Développer des contre-pouvoirs avant de prendre le pouvoir

L’arrivée au pouvoir de Tsípras va sans nul doute conduire, dans un premier temps, à une amélioration substantielle du sort des plus précaires et peut même être propice à un développement des forces révolutionnaires.

Pour autant, l’aventure gouvernementale de Syriza présente deux risques majeurs :

  1. brider les aspirations populaires au changement en leur opposant un discours gestionnaire ;
  2. nourrir, par son échec, les idées réactionnaires et précipiter un brutal retour à l’ordre.

Ces deux risques sont liés au rapport utilitariste qui est entretenu avec le mouvement social : dans une période de reflux des luttes après 2012, la stratégie de Syriza a ainsi été d’offrir un « débouché politique » au mouvement social plutôt que de tâcher de renforcer, en son sein, les perspectives de contestation et d’élaboration d’un projet de transformation sociale autonome.

Le Front de gauche qui, en France, se donne Syriza pour modèle et prétend appuyer le mouvement social en lui proposant un débouché électoral, risque, de même, de brider des organisations syndicales et des associations de lutte déjà affaiblies en leur faisant perdre de vue toute perspective politique autonome.

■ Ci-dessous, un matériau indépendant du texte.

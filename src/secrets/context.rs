//! Per-call cancellation and deadline propagation.
//!
//! Every [`SecretsService`](super::SecretsService) method takes a
//! [`Context`]. Callers cancel it or give it a deadline; backends wrap their
//! blocking work in [`Context::run`] (or poll [`Context::check`] between
//! steps) so an abandoned call stops promptly with
//! [`SecretsError::Cancelled`] or [`SecretsError::DeadlineExceeded`].

use std::future::Future;
use std::time::Duration;
use tokio::time::Instant;
use tokio_util::sync::CancellationToken;

use super::error::{Result, SecretsError};

/// Cancellation token plus optional deadline.
///
/// Cloning a context shares its token: cancelling any clone cancels them all.
/// Derived contexts ([`Context::child`], [`Context::with_timeout`],
/// [`Context::with_deadline`]) are cancelled with their parent, never the
/// other way round.
#[derive(Debug, Clone)]
pub struct Context {
    token: CancellationToken,
    deadline: Option<Instant>,
}

impl Default for Context {
    fn default() -> Self {
        Self::background()
    }
}

impl Context {
    /// A context that is never cancelled and has no deadline.
    pub fn background() -> Self {
        Self { token: CancellationToken::new(), deadline: None }
    }

    /// Derives a context cancelled together with `self`.
    pub fn child(&self) -> Self {
        Self { token: self.token.child_token(), deadline: self.deadline }
    }

    /// Derives a context that expires after `timeout`, or at the parent deadline if sooner.
    ///
    /// A timeout too large to represent as an instant adds no deadline.
    pub fn with_timeout(&self, timeout: Duration) -> Self {
        match Instant::now().checked_add(timeout) {
            Some(deadline) => self.with_deadline(deadline),
            None => self.child(),
        }
    }

    /// Derives a context that expires at `deadline`, or at the parent deadline if sooner.
    pub fn with_deadline(&self, deadline: Instant) -> Self {
        let deadline = match self.deadline {
            Some(parent) => parent.min(deadline),
            None => deadline,
        };
        Self { token: self.token.child_token(), deadline: Some(deadline) }
    }

    /// Cancels this context and everything derived from it.
    pub fn cancel(&self) {
        self.token.cancel();
    }

    pub fn is_cancelled(&self) -> bool {
        self.token.is_cancelled()
    }

    pub fn deadline(&self) -> Option<Instant> {
        self.deadline
    }

    /// Time left before the deadline. `None` when there is no deadline.
    pub fn remaining(&self) -> Option<Duration> {
        self.deadline.map(|d| d.saturating_duration_since(Instant::now()))
    }

    /// Returns the reason this context is done, if it is.
    pub fn check(&self) -> Result<()> {
        if self.token.is_cancelled() {
            return Err(SecretsError::Cancelled);
        }
        match self.deadline {
            Some(deadline) if Instant::now() >= deadline => Err(SecretsError::DeadlineExceeded),
            _ => Ok(()),
        }
    }

    /// Completes when the context is cancelled or its deadline passes.
    pub async fn done(&self) -> SecretsError {
        match self.deadline {
            Some(deadline) => tokio::select! {
                biased;
                _ = self.token.cancelled() => SecretsError::Cancelled,
                _ = tokio::time::sleep_until(deadline) => SecretsError::DeadlineExceeded,
            },
            None => {
                self.token.cancelled().await;
                SecretsError::Cancelled
            }
        }
    }

    /// Drives `operation` to completion unless the context finishes first.
    ///
    /// A context that is already done fails without polling `operation`.
    pub async fn run<F, T>(&self, operation: F) -> Result<T>
    where
        F: Future<Output = Result<T>>,
    {
        self.check()?;
        tokio::select! {
            biased;
            reason = self.done() => Err(reason),
            result = operation => result,
        }
    }
}

#[cfg(test)]
mod tests {
    use super::*;
    use std::sync::atomic::{AtomicBool, Ordering};
    use std::sync::Arc;

    #[test]
    fn test_background_is_never_done() {
        let ctx = Context::background();
        assert!(!ctx.is_cancelled());
        assert!(ctx.deadline().is_none());
        assert!(ctx.remaining().is_none());
        assert!(ctx.check().is_ok());
    }

    #[test]
    fn test_cancel_propagates_to_children_only() {
        let parent = Context::background();
        let child = parent.child();
        let grandchild = child.with_timeout(Duration::from_secs(60));

        child.cancel();
        assert!(child.is_cancelled());
        assert!(grandchild.is_cancelled());
        assert!(!parent.is_cancelled());

        parent.cancel();
        assert!(matches!(parent.check(), Err(SecretsError::Cancelled)));
    }

    #[test]
    fn test_clones_share_cancellation() {
        let ctx = Context::background();
        let clone = ctx.clone();
        clone.cancel();
        assert!(ctx.is_cancelled());
    }

    #[tokio::test]
    async fn test_child_deadline_never_outlives_parent() {
        let parent = Context::background().with_timeout(Duration::from_millis(50));
        let child = parent.with_timeout(Duration::from_secs(60));

        assert_eq!(child.deadline(), parent.deadline());

        let tighter = parent.with_timeout(Duration::from_millis(10));
        assert!(tighter.deadline().unwrap() < parent.deadline().unwrap());
    }

    #[tokio::test]
    async fn test_unrepresentable_timeout_keeps_parent_deadline() {
        let unbounded = Context::background().with_timeout(Duration::MAX);
        assert!(unbounded.deadline().is_none());
        assert!(unbounded.check().is_ok());

        let parent = Context::background().with_timeout(Duration::from_secs(5));
        let child = parent.with_timeout(Duration::MAX);
        assert_eq!(child.deadline(), parent.deadline());

        parent.cancel();
        assert!(child.is_cancelled());
    }

    #[tokio::test]
    async fn test_check_reports_deadline() {
        let ctx = Context::background().with_timeout(Duration::from_millis(10));
        tokio::time::sleep(Duration::from_millis(30)).await;

        assert!(matches!(ctx.check(), Err(SecretsError::DeadlineExceeded)));
        assert_eq!(ctx.remaining(), Some(Duration::ZERO));
    }

    #[tokio::test]
    async fn test_run_completes_when_not_done() {
        let ctx = Context::background().with_timeout(Duration::from_secs(5));
        let value = ctx.run(async { Ok::<_, SecretsError>(42) }).await.unwrap();
        assert_eq!(value, 42);
    }

    #[tokio::test]
    async fn test_run_propagates_operation_error() {
        let ctx = Context::background();
        let result: Result<()> = ctx.run(async { Err(SecretsError::not_found("x")) }).await;
        assert!(result.unwrap_err().is_not_found());
    }

    #[tokio::test]
    async fn test_run_skips_operation_when_already_cancelled() {
        let ctx = Context::background();
        ctx.cancel();

        let polled = Arc::new(AtomicBool::new(false));
        let flag = polled.clone();
        let result = ctx
            .run(async move {
                flag.store(true, Ordering::SeqCst);
                Ok(())
            })
            .await;

        assert!(matches!(result, Err(SecretsError::Cancelled)));
        assert!(!polled.load(Ordering::SeqCst));
    }

    #[tokio::test]
    async fn test_run_aborts_on_cancel() {
        let ctx = Context::background();
        let canceller = ctx.clone();
        tokio::spawn(async move {
            tokio::time::sleep(Duration::from_millis(20)).await;
            canceller.cancel();
        });

        let result = ctx
            .run(async {
                tokio::time::sleep(Duration::from_secs(30)).await;
                Ok(())
            })
            .await;

        assert!(matches!(result, Err(SecretsError::Cancelled)));
    }

    #[tokio::test]
    async fn test_run_aborts_on_deadline() {
        let ctx = Context::background().with_timeout(Duration::from_millis(20));

        let result = ctx
            .run(async {
                tokio::time::sleep(Duration::from_secs(30)).await;
                Ok(())
            })
            .await;

        assert!(matches!(result, Err(SecretsError::DeadlineExceeded)));
    }
}
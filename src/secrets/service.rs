//! The secrets backend capability contract.

use async_trait::async_trait;

use super::context::Context;
use super::error::Result;
use super::secret::Secret;

/// Operations every secrets backend must provide.
///
/// Implementations must be safe to call from many tasks at once and must
/// honour the [`Context`] passed to each call: once it is cancelled or its
/// deadline passes, the call returns [`SecretsError::Cancelled`] or
/// [`SecretsError::DeadlineExceeded`] instead of completing.
///
/// Failures are always reported as errors. Callers must not assume any
/// partial effect of a failed call.
///
/// # Example Implementation
///
/// ```rust,ignore
/// use async_trait::async_trait;
/// use secrets_api::{Context, Result, Secret, SecretsError, SecretsService};
///
/// struct RemoteSecrets { /* client handle */ }
///
/// #[async_trait]
/// impl SecretsService for RemoteSecrets {
///     async fn create_secret(&self, ctx: &Context, secret: Secret) -> Result<String> {
///         ctx.run(async { self.post(secret.to_json()?, secret.cred_string()?).await }).await
///     }
///     // ...
/// }
/// ```
///
/// [`SecretsError::Cancelled`]: super::SecretsError::Cancelled
/// [`SecretsError::DeadlineExceeded`]: super::SecretsError::DeadlineExceeded
#[async_trait]
pub trait SecretsService: Send + Sync {
    /// Submits a new secret and returns the identifier the backend assigned.
    ///
    /// # Errors
    ///
    /// - [`SecretsError::AlreadyExists`](super::SecretsError::AlreadyExists) on a name collision
    /// - [`SecretsError::PermissionDenied`](super::SecretsError::PermissionDenied)
    /// - [`SecretsError::ConnectionFailed`](super::SecretsError::ConnectionFailed)
    async fn create_secret(&self, ctx: &Context, secret: Secret) -> Result<String>;

    /// Fetches a secret by identifier.
    ///
    /// Whether the credential payload is populated is backend-defined.
    ///
    /// # Errors
    ///
    /// - [`SecretsError::NotFound`](super::SecretsError::NotFound) if no such secret exists
    async fn inspect_secret(&self, ctx: &Context, id: &str) -> Result<Secret>;

    /// Lists every secret visible to the caller. Ordering is backend-defined.
    async fn list_secrets(&self, ctx: &Context) -> Result<Vec<Secret>>;

    /// Removes a secret.
    ///
    /// `recover` asks the backend for a reversible delete where it supports
    /// one; what that means exactly is backend-defined.
    ///
    /// # Errors
    ///
    /// - [`SecretsError::NotFound`](super::SecretsError::NotFound) if no such secret exists
    /// - [`SecretsError::PermissionDenied`](super::SecretsError::PermissionDenied) if deletion is disallowed
    async fn delete_secret(&self, ctx: &Context, id: &str, recover: bool) -> Result<()>;
}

Au-delà de cela, faire de la recomposition électorale à gauche et de la recherche d’un accord programmatique une priorité pour contester la politique libérale du gouvernement revient à nourrir des illusions et à faire oublier que c’est la construction patiente d’un rapport de force en faveur des classes populaires qui sera déterminante pour saper les fondements du pouvoir capitaliste et commencer à bâtir, par en bas, une autre société.